**Task directions:** In the data below, find every line with the string "ProviderSettings" and pull it out.

[Collected data]
::::::::::

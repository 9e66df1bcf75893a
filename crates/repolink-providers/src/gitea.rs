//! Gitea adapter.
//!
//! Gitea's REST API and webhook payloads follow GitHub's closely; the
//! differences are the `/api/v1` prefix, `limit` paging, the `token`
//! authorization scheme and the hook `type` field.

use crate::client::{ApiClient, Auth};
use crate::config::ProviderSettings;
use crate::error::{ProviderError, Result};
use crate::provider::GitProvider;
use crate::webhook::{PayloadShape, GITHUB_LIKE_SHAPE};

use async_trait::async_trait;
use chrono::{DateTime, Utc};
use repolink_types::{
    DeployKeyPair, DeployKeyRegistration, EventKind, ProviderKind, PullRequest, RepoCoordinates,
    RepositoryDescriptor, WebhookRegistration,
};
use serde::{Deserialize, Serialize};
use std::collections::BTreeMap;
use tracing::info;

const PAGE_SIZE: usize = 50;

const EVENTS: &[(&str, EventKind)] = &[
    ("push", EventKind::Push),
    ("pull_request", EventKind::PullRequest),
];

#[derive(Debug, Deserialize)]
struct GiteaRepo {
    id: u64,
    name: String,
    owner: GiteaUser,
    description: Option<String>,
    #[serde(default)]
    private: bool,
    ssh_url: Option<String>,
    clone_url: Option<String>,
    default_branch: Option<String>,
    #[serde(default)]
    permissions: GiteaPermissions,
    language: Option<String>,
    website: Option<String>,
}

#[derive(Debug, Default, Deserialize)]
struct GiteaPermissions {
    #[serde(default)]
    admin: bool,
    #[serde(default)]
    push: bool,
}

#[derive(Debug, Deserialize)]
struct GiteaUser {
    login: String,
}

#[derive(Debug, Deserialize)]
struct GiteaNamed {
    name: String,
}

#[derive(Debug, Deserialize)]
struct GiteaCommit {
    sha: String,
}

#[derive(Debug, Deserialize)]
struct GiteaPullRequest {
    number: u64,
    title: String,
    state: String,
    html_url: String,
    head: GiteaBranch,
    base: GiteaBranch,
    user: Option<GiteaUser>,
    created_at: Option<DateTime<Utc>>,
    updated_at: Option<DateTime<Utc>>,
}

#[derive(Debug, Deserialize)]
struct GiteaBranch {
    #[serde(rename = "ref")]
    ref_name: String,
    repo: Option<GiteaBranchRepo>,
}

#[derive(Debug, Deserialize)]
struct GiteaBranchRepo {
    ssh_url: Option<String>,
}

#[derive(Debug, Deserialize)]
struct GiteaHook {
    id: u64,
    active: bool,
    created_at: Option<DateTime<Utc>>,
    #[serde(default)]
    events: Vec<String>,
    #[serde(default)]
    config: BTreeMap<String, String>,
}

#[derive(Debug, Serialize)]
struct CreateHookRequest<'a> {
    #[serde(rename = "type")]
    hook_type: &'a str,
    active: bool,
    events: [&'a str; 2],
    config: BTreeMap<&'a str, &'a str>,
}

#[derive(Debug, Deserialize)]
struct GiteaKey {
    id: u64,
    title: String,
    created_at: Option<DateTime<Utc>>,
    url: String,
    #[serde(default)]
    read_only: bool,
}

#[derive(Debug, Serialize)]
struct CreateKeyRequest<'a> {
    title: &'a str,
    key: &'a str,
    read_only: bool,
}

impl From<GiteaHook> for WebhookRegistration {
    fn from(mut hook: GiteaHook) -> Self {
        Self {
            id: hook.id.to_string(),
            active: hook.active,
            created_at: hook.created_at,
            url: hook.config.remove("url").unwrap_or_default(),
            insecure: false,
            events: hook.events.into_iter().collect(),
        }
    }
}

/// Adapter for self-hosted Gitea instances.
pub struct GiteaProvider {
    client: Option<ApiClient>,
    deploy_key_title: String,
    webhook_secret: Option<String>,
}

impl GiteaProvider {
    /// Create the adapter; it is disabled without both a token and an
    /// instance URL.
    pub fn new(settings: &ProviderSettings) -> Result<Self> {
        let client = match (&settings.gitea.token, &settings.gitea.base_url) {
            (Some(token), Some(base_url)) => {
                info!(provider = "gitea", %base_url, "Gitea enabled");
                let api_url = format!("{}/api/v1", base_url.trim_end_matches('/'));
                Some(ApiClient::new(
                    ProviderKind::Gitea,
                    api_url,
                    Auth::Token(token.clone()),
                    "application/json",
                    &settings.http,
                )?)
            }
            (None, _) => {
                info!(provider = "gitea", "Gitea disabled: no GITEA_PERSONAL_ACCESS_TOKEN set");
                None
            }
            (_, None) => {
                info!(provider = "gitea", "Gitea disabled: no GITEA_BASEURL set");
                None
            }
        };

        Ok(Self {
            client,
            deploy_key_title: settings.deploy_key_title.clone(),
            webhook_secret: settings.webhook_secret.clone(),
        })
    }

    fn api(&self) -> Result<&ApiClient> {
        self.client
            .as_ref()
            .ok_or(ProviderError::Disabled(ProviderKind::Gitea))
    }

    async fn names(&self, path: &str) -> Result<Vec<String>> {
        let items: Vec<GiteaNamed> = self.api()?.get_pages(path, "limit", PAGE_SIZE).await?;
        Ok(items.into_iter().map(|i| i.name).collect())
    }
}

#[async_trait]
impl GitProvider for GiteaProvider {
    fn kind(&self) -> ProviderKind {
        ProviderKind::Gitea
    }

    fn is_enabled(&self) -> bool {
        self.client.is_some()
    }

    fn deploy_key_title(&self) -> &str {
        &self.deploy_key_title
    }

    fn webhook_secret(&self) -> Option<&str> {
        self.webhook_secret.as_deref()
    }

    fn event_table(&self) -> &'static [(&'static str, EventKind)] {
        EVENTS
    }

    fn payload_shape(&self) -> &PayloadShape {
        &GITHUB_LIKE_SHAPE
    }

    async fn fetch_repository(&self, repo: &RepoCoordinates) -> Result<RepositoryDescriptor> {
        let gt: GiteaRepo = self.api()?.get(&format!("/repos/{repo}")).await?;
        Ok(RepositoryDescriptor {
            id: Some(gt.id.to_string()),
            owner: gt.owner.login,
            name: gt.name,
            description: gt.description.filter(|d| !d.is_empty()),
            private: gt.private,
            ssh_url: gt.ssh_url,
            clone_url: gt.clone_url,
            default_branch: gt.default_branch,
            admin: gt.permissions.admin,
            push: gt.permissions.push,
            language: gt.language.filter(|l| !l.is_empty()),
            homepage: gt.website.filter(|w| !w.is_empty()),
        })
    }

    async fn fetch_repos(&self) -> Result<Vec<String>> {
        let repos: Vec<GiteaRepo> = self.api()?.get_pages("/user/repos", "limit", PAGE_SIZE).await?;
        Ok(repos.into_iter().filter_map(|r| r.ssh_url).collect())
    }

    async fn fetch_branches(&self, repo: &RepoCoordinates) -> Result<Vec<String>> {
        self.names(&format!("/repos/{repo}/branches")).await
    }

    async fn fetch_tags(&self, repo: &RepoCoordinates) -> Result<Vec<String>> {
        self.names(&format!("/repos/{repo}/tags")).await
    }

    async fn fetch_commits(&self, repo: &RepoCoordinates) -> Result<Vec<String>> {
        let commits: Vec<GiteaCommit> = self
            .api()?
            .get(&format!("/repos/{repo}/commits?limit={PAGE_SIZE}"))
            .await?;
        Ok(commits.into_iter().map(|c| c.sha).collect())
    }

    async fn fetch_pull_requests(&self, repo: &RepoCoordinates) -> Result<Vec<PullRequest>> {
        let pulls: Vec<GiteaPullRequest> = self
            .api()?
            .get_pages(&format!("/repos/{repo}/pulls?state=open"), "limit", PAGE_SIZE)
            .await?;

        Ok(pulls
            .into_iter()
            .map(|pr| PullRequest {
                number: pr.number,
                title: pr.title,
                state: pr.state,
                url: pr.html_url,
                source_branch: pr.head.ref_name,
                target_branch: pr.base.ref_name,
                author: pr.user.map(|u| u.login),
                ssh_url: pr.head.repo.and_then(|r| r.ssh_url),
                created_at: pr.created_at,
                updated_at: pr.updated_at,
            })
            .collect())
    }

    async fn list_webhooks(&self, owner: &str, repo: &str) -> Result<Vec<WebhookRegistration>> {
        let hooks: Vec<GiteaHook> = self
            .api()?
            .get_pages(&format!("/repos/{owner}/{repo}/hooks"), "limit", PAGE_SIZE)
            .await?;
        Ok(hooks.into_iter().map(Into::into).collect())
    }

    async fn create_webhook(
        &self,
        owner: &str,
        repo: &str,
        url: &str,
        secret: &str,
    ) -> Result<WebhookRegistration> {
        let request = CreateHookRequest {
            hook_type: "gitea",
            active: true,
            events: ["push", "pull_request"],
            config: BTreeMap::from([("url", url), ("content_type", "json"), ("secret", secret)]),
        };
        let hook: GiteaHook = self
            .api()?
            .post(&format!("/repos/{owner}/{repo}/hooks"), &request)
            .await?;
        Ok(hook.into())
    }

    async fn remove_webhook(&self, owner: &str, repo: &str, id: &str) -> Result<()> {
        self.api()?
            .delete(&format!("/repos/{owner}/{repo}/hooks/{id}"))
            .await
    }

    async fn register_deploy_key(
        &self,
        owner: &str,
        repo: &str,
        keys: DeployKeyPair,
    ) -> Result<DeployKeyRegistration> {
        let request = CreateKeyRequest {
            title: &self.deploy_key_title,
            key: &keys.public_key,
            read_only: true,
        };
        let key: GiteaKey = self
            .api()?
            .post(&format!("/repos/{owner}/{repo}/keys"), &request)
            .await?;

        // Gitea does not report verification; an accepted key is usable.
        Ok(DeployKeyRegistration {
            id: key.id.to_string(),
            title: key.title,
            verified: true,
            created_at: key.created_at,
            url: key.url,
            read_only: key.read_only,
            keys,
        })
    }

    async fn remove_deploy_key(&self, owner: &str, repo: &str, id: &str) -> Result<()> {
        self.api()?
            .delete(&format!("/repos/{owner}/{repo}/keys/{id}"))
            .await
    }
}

::::::::::

**Response to this exercise:**
use crate::config::ProviderSettings;
    pub fn new(settings: &ProviderSettings) -> Result<Self> {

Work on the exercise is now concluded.